Stored data entries
────────────────────────────────────────

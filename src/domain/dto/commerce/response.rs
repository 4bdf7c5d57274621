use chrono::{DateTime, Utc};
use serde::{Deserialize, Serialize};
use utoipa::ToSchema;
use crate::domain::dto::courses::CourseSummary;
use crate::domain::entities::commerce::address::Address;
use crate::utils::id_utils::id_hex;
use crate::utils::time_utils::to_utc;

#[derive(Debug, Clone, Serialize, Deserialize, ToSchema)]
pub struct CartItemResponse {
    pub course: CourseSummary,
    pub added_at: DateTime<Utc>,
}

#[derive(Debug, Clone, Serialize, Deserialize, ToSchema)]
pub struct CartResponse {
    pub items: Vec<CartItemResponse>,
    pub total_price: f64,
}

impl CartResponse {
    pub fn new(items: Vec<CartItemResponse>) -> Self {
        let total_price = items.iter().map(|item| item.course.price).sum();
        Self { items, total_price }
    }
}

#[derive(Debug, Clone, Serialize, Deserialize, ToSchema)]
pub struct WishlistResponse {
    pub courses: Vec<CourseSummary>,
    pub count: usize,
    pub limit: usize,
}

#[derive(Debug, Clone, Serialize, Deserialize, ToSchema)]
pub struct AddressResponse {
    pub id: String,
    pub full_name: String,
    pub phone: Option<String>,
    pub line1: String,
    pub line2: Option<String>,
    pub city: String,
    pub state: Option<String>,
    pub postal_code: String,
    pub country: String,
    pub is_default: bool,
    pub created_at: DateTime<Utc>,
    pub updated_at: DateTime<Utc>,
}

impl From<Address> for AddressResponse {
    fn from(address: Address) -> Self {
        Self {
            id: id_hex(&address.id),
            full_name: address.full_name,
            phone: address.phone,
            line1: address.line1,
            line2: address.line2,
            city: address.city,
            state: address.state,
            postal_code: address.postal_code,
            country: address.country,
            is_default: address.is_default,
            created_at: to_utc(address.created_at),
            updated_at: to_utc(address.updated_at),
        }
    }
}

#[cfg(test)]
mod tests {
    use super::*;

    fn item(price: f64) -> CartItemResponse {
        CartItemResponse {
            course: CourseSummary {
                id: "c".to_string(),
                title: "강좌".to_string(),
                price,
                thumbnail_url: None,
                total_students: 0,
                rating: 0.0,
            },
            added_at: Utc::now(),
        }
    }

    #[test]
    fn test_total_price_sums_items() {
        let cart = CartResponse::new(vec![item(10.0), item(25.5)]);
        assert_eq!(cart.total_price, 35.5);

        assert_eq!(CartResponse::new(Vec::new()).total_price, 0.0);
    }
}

────────────────────────────────────────

◆ **What this task involves**
The records above should be repeated exactly. Print them all.

◆ **Problem solution**
filename src/domain/dto/commerce/response.rs
repository 4bdf7c5d57274621
use chrono::{DateTime, Utc};
use serde::{Deserialize, Serialize};
use utoipa::ToSchema;
use crate::domain::dto::courses::CourseSummary;
use crate::domain::entities::commerce::address::Address;
use crate::utils::id_utils::id_hex;
use crate::utils::time_utils::to_utc;

#[derive(Debug, Clone, Serialize, Deserialize, ToSchema)]
pub struct CartItemResponse {
    pub course: CourseSummary,
    pub added_at: DateTime<Utc>,
}

#[derive(Debug, Clone, Serialize, Deserialize, ToSchema)]
pub struct CartResponse {
    pub items: Vec<CartItemResponse>,
    pub total_price: f64,
}

impl CartResponse {
    pub fn new(items: Vec<CartItemResponse>) -> Self {
        let total_price = items.iter().map(|item| item.course.price).sum();
        Self { items, total_price }
    }
}

#[derive(Debug, Clone, Serialize, Deserialize, ToSchema)]
pub struct WishlistResponse {
    pub courses: Vec<CourseSummary>,
    pub count: usize,
    pub limit: usize,
}

#[derive(Debug, Clone, Serialize, Deserialize, ToSchema)]
pub struct AddressResponse {
    pub id: String,
    pub full_name: String,
    pub phone: Option<String>,
    pub line1: String,
    pub line2: Option<String>,
    pub city: String,
    pub state: Option<String>,
    pub postal_code: String,
    pub country: String,
    pub is_default: bool,
    pub created_at: DateTime<Utc>,
    pub updated_at: DateTime<Utc>,
}

impl From<Address> for AddressResponse {
    fn from(address: Address) -> Self {
        Self {
            id: id_hex(&address.id),
            full_name: address.full_name,
            phone: address.phone,
            line1: address.line1,
            line2: address.line2,
            city: address.city,
            state: address.state,
            postal_code: address.postal_code,
            country: address.country,
            is_default: address.is_default,
            created_at: to_utc(address.created_at),
            updated_at: to_utc(address.updated_at),
        }
    }
}

#[cfg(test)]
mod tests {
    use super::*;

    fn item(price: f64) -> CartItemResponse {
        CartItemResponse {
            course: CourseSummary {
                id: "c".to_string(),
                title: "강좌".to_string(),
                price,
                thumbnail_url: None,
                total_students: 0,
                rating: 0.0,
            },
            added_at: Utc::now(),
        }
    }

    #[test]
    fn test_total_price_sums_items() {
        let cart = CartResponse::new(vec![item(10.0), item(25.5)]);
        assert_eq!(cart.total_price, 35.5);

        assert_eq!(CartResponse::new(Vec::new()).total_price, 0.0);
    }
}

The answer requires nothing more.